TRENDS-TENDANCES.“Le passage à quatre jours a amené à repenser le travail de chacun et a enrichi la plupart des postes”, écrivez-vous dans votre ouvrage “La gauche n’a plus droit à l’erreur”. Ne peignez-vous pas là un tableau trop idyllique ?

PIERRE LARROUTUROU. Je parle de l’exemple concret de Mamie Nova, une entreprise industrielle tout à fait concurrentielle qui a mis en place la semaine des quatre jours il y a plus de 15 ans. L’usine fonctionne six jours par semaine, mais en adaptant son organisation de façon souple. Il existe en son sein 17 régimes de travail différents car le directeur ne travaille pas comme les ouvriers, les commerciaux ou les gens de la comptabilité. Mais les coûts de production n’ont pas augmenté d’un centime. Mamie Nova a créé 130 emplois à durée indéterminée grâce à une baisse des cotisations sur le travail et un gel des salaires. Il y a eu un grand plan de formations la première année. Les travailleurs ont consacré 20 jours de congé à suivre celles-ci. Au bout de 10 ans, on constate que l’absentéisme a beaucoup reculé. Ce constat se vérifie aussi chez vous à l’aéroport de Charleroi. Il n’y a pas de baguette magique, c’est le fruit de la reprise d’une négociation qui est un mouvement historique.

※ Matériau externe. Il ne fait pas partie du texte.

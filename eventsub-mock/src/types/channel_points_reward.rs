//! Channel points custom rewards, added, updated and removed.

use eventsub_shared::MockEventParameters;
use serde::Serialize;
use serde_json::Value;

use super::channel_points_redemption::{
    DEFAULT_REWARD_COST, DEFAULT_REWARD_PROMPT, DEFAULT_REWARD_TITLE,
};
use super::{amount_or, to_body, Broadcaster, BOTH_TRANSPORTS};
use crate::errors::EventError;
use crate::events::{EventDefinition, MockEvent, TopicMapping};
use crate::random;

const TOPICS: &[(&str, &str)] = &[
    ("add-reward", "channel.channel_points_custom_reward.add"),
    ("update-reward", "channel.channel_points_custom_reward.update"),
    ("remove-reward", "channel.channel_points_custom_reward.remove"),
];

const IMAGE_BASE: &str = "https://static-cdn.jtvnw.net/custom-reward-images/default";

static DEFINITION: EventDefinition = EventDefinition {
    name: "channel_points_reward",
    version: "1",
    transports: BOTH_TRANSPORTS,
    triggers: &["add-reward", "update-reward", "remove-reward"],
    mapping: &TopicMapping::mirrored(TOPICS),
};

/// Mock custom reward add / update / remove events.
#[derive(Debug, Clone, Copy, Default)]
pub struct ChannelPointsReward;

#[derive(Serialize)]
struct RewardEvent<'a> {
    id: String,
    #[serde(flatten)]
    broadcaster: Broadcaster<'a>,
    is_enabled: bool,
    is_paused: bool,
    is_in_stock: bool,
    title: &'a str,
    cost: i64,
    prompt: &'static str,
    is_user_input_required: bool,
    should_redemptions_skip_request_queue: bool,
    cooldown_expires_at: Option<&'a str>,
    redemptions_redeemed_current_stream: Option<i64>,
    max_per_stream: Limit,
    max_per_user_per_stream: Limit,
    global_cooldown: Cooldown,
    background_color: &'static str,
    image: Option<Images>,
    default_image: Images,
}

#[derive(Serialize)]
struct Limit {
    is_enabled: bool,
    value: i64,
}

#[derive(Serialize)]
struct Cooldown {
    is_enabled: bool,
    seconds: i64,
}

#[derive(Serialize)]
struct Images {
    url_1x: String,
    url_2x: String,
    url_4x: String,
}

impl Images {
    fn default_set() -> Self {
        Self {
            url_1x: format!("{IMAGE_BASE}-1.png"),
            url_2x: format!("{IMAGE_BASE}-2.png"),
            url_4x: format!("{IMAGE_BASE}-4.png"),
        }
    }
}

impl MockEvent for ChannelPointsReward {
    fn definition(&self) -> &'static EventDefinition {
        &DEFINITION
    }

    fn event_body(&self, _topic: &str, params: &MockEventParameters) -> Result<Value, EventError> {
        to_body(&RewardEvent {
            id: params.item_id.clone().unwrap_or_else(random::random_guid),
            broadcaster: Broadcaster::of(params),
            is_enabled: true,
            is_paused: false,
            is_in_stock: true,
            title: params.description.as_deref().unwrap_or(DEFAULT_REWARD_TITLE),
            cost: amount_or(params, || DEFAULT_REWARD_COST),
            prompt: DEFAULT_REWARD_PROMPT,
            is_user_input_required: false,
            should_redemptions_skip_request_queue: false,
            cooldown_expires_at: None,
            redemptions_redeemed_current_stream: None,
            max_per_stream: Limit {
                is_enabled: false,
                value: 0,
            },
            max_per_user_per_stream: Limit {
                is_enabled: false,
                value: 0,
            },
            global_cooldown: Cooldown {
                is_enabled: false,
                seconds: 0,
            },
            background_color: "#c0ffee",
            image: None,
            default_image: Images::default_set(),
        })
    }
}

BERNARD DELVAUX. Aujourd’hui, nous connaissons — et ce n’est pas le chef d’entreprise qui parle ici, mais le citoyen — un vrai problème de cohésion sociale. Nous l’avons vu avec les attentats en France ou la montée des extrêmes. Plus la part de la population qui n’a pas accès à l’emploi augmente, plus le risque de perturbation sociale grandit. De ce point de vue, je trouve souhaitable de mettre en place des systèmes de partage du temps de travail pour toute une série de métiers. D’un point de vue macroéconomique, la digitalisation va réduire les besoins de main-d’oeuvre dans les services, l’administration et même le retail, comme la robotisation l’a fait pour l’industrie. L’évolution naturelle poussera donc vers un partage et une réduction intelligente du temps de travail. Nous avons moins besoin d’interventions humaines qu’avant et plutôt que d’avoir des gens qui travaillent plein pot et d’autres qui n’ont pas de boulot, je préfère que l’on partage ce temps de travail.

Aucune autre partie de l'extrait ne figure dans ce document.